Today obstetricians, surgeons and other doctors might consider reviving the practice. Over the past three years, some 7,000 M.D.s have flooded into Texas, many from Tennessee.
Why? Two words: Tort reform.
In 2003 and in 2005, Texas enacted a series of reforms to the state's civil justice system. They are stunning in their success. Texas Medical Liability Trust, one of the largest malpractice insurance companies in the state, has slashed its premiums by 35%, saving doctors some $217 million over four years. There is also a competitive malpractice insurance industry in Texas, with over 30 companies competing for business. This is driving rates down.
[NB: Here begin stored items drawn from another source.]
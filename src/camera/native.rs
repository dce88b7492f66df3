//! Real cameras through nokhwa.
//!
//! The nokhwa `Camera` lives on a worker thread for its whole life, which
//! avoids its thread-safety restrictions and lets every blocking call (open,
//! frame grab) be bounded with `recv_timeout`. Releasing waits at most one
//! read timeout for the worker; one stuck in the driver is detached, and the
//! same camera is not reopened until that thread has exited.

use nokhwa::pixel_format::RgbFormat;
use nokhwa::query;
use nokhwa::utils::{
    ApiBackend, CameraFormat, CameraIndex, FrameFormat as NokhwaFrameFormat, RequestedFormat,
    RequestedFormatType,
};
use nokhwa::Camera;
use std::sync::atomic::{AtomicBool, Ordering};
use std::sync::mpsc::{self, Receiver, RecvTimeoutError, Sender};
use std::sync::Arc;
use std::time::{Duration, Instant};

use super::device::{CameraDevice, DeviceOpener};
use super::types::{
    CameraError, CameraInfo, DeviceId, Frame, FrameFormat, Resolution, StreamSettings,
};
use super::worker::{Worker, WorkerRegistry};

/// List cameras known to the OS.
pub fn query_devices() -> Result<Vec<CameraInfo>, CameraError> {
    let devices = query(ApiBackend::Auto).map_err(|e| CameraError::QueryFailed(e.to_string()))?;

    Ok(devices
        .into_iter()
        .map(|d| CameraInfo {
            id: match d.index().as_index() {
                Ok(index) => DeviceId::Index(index),
                Err(_) => DeviceId::Path(d.index().to_string()),
            },
            name: d.human_name(),
            description: d.description().to_string(),
        })
        .collect())
}

/// Commands sent to the worker thread.
enum WorkerCommand {
    Grab,
    Stop,
}

type GrabResult = Result<Option<Frame>, CameraError>;

/// Opens USB/system cameras.
///
/// Clones share the set of capture threads that were detached while stuck
/// in the driver; a camera is not reopened until its old thread has exited.
#[derive(Debug, Clone, Default)]
pub struct NativeOpener {
    workers: WorkerRegistry,
}

impl DeviceOpener for NativeOpener {
    type Device = NativeDevice;

    fn open(
        &mut self,
        id: &DeviceId,
        settings: &StreamSettings,
        timeout: Duration,
    ) -> Result<NativeDevice, CameraError> {
        let began = Instant::now();
        let key = id.to_string();
        if !self.workers.wait_clear(&key, timeout) {
            return Err(CameraError::OpenFailed(format!(
                "previous capture thread for camera {} has not exited",
                id
            )));
        }
        let remaining = timeout.saturating_sub(began.elapsed());

        let index = match id {
            DeviceId::Index(i) => CameraIndex::Index(*i),
            DeviceId::Path(p) => CameraIndex::String(p.clone()),
        };

        let (command_tx, command_rx) = mpsc::channel();
        let (frame_tx, frame_rx) = mpsc::channel();
        let (info_tx, info_rx) = mpsc::channel::<Result<Resolution, CameraError>>();
        let stop_signal = Arc::new(AtomicBool::new(false));

        let stop = Arc::clone(&stop_signal);
        let settings = settings.clone();
        let worker = Worker::spawn(move || {
            run_worker(index, settings, stop, command_rx, frame_tx, info_tx);
        });

        match info_rx.recv_timeout(remaining) {
            Ok(Ok(resolution)) => Ok(NativeDevice {
                key,
                worker: Some(worker),
                workers: self.workers.clone(),
                command_tx: Some(command_tx),
                frame_rx,
                stop_signal,
                resolution,
                release_wait: timeout,
            }),
            Ok(Err(e)) => {
                self.workers.retire(&key, worker, timeout);
                Err(e)
            }
            Err(RecvTimeoutError::Timeout) => {
                // Worker drops the camera itself once the open returns
                stop_signal.store(true, Ordering::SeqCst);
                self.workers.retire(&key, worker, Duration::ZERO);
                Err(CameraError::Timeout(timeout))
            }
            Err(RecvTimeoutError::Disconnected) => {
                self.workers.retire(&key, worker, timeout);
                Err(CameraError::StreamFailed(
                    "Capture thread terminated unexpectedly".to_string(),
                ))
            }
        }
    }
}

/// Open camera owned by a worker thread.
pub struct NativeDevice {
    key: String,
    worker: Option<Worker>,
    workers: WorkerRegistry,
    command_tx: Option<Sender<WorkerCommand>>,
    frame_rx: Receiver<GrabResult>,
    stop_signal: Arc<AtomicBool>,
    resolution: Resolution,
    // How long release() waits for the worker; tracks the last read timeout
    release_wait: Duration,
}

impl std::fmt::Debug for NativeDevice {
    fn fmt(&self, f: &mut std::fmt::Formatter<'_>) -> std::fmt::Result {
        f.debug_struct("NativeDevice")
            .field("camera", &self.key)
            .field("resolution", &self.resolution)
            .field("open", &self.command_tx.is_some())
            .finish_non_exhaustive()
    }
}

impl CameraDevice for NativeDevice {
    fn read(&mut self, timeout: Duration) -> Result<Option<Frame>, CameraError> {
        let Some(tx) = self.command_tx.as_ref() else {
            return Err(CameraError::ReadFailed("device released".to_string()));
        };
        self.release_wait = timeout;

        // Discard frames that arrived after an earlier grab timed out
        while self.frame_rx.try_recv().is_ok() {}

        if tx.send(WorkerCommand::Grab).is_err() {
            return Err(CameraError::ReadFailed("capture thread exited".to_string()));
        }
        match self.frame_rx.recv_timeout(timeout) {
            Ok(result) => result,
            Err(RecvTimeoutError::Timeout) => Ok(None),
            Err(RecvTimeoutError::Disconnected) => {
                Err(CameraError::ReadFailed("capture thread exited".to_string()))
            }
        }
    }

    fn resolution(&self) -> Option<Resolution> {
        Some(self.resolution)
    }

    /// Stop the worker, waiting at most one read timeout for it. A worker
    /// stuck in a grab is detached and keeps the camera marked busy.
    fn release(&mut self) {
        self.stop_signal.store(true, Ordering::SeqCst);
        if let Some(tx) = self.command_tx.take() {
            let _ = tx.send(WorkerCommand::Stop);
        }
        if let Some(worker) = self.worker.take() {
            self.workers.retire(&self.key, worker, self.release_wait);
        }
    }
}

impl Drop for NativeDevice {
    fn drop(&mut self) {
        self.release();
    }
}

fn run_worker(
    index: CameraIndex,
    settings: StreamSettings,
    stop: Arc<AtomicBool>,
    rx: Receiver<WorkerCommand>,
    frame_tx: Sender<GrabResult>,
    info_tx: Sender<Result<Resolution, CameraError>>,
) {
    let mut camera = match open_camera_with_fallback(&index, &settings) {
        Ok(cam) => cam,
        Err(e) => {
            let _ = info_tx.send(Err(e));
            return;
        }
    };

    if let Err(e) = camera.open_stream() {
        let _ = info_tx.send(Err(CameraError::StreamFailed(e.to_string())));
        return;
    }

    let res = camera.resolution();
    let actual = Resolution {
        width: res.width(),
        height: res.height(),
    };
    if info_tx.send(Ok(actual)).is_err() || stop.load(Ordering::SeqCst) {
        // Opener gave up waiting
        let _ = camera.stop_stream();
        return;
    }

    while let Ok(WorkerCommand::Grab) = rx.recv() {
        if stop.load(Ordering::Relaxed) {
            break;
        }
        let result = match camera.frame() {
            Ok(buffer) => Ok(convert_to_rgb(&buffer)),
            // An unplugged camera surfaces as a failed grab: no data, not a fault
            Err(e) => {
                log::debug!("frame grab failed: {}", e);
                Ok(None)
            }
        };
        if frame_tx.send(result).is_err() {
            break;
        }
    }

    let _ = camera.stop_stream();
}

/// Try to open a camera with multiple format fallback strategies.
fn open_camera_with_fallback(
    index: &CameraIndex,
    settings: &StreamSettings,
) -> Result<Camera, CameraError> {
    let resolution =
        nokhwa::utils::Resolution::new(settings.resolution.width, settings.resolution.height);
    // MJPEG first (what most USB webcams stream at full rate), then YUYV,
    // then whatever the camera offers
    let format_attempts = [
        RequestedFormat::new::<RgbFormat>(RequestedFormatType::Closest(CameraFormat::new(
            resolution,
            NokhwaFrameFormat::MJPEG,
            settings.fps,
        ))),
        RequestedFormat::new::<RgbFormat>(RequestedFormatType::Closest(CameraFormat::new(
            resolution,
            NokhwaFrameFormat::YUYV,
            settings.fps,
        ))),
        RequestedFormat::new::<RgbFormat>(RequestedFormatType::AbsoluteHighestFrameRate),
    ];

    let mut last_error = String::from("no format accepted");
    for requested in format_attempts {
        match Camera::new(index.clone(), requested) {
            Ok(cam) => return Ok(cam),
            Err(e) => last_error = e.to_string(),
        }
    }

    let msg = last_error.to_lowercase();
    if msg.contains("permission") || msg.contains("denied") || msg.contains("authorization") {
        Err(CameraError::PermissionDenied)
    } else {
        Err(CameraError::OpenFailed(last_error))
    }
}

/// Decode a nokhwa buffer (MJPEG, YUYV, NV12, ...) into an RGB frame.
///
/// Returns `None` if the conversion fails (unsupported format or corrupt data).
fn convert_to_rgb(buffer: &nokhwa::Buffer) -> Option<Frame> {
    let decoded = buffer.decode_image::<RgbFormat>().ok()?;
    let resolution = buffer.resolution();

    Some(Frame {
        data: decoded.into_raw(),
        width: resolution.width(),
        height: resolution.height(),
        format: FrameFormat::Rgb,
        timestamp: Instant::now(),
    })
}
The result is an influx of doctors so great that recently the State Board of Medical Examiners couldn't process all the new medical-license applications quickly enough. The board faced a backlog of 3,000 applications. To handle the extra workload, the legislature rushed through an emergency appropriation last year.
Now many of the newly arriving doctors are heading to rural or underserved parts of the state. Four new anesthesiologists have headed to Beaumont, for example. Meanwhile, San Antonio has experienced a 52% growth in the number of new doctors.
But if tort reform has been a boon – and it is likely one of the reasons the state's economy has thrived in recent years – it was not easy to enact.
In one particularly grueling fight in the legislature in 2003, an important piece of a reform bill went down to a narrow defeat in the state Senate after a single Republican switched his support to vote against it. Republican Gov. Rick Perry was so incensed that he bolted out of his office in the Capitol, sprinted into the Senate chamber, and vaulted a railing to come face to face with the defecting senator.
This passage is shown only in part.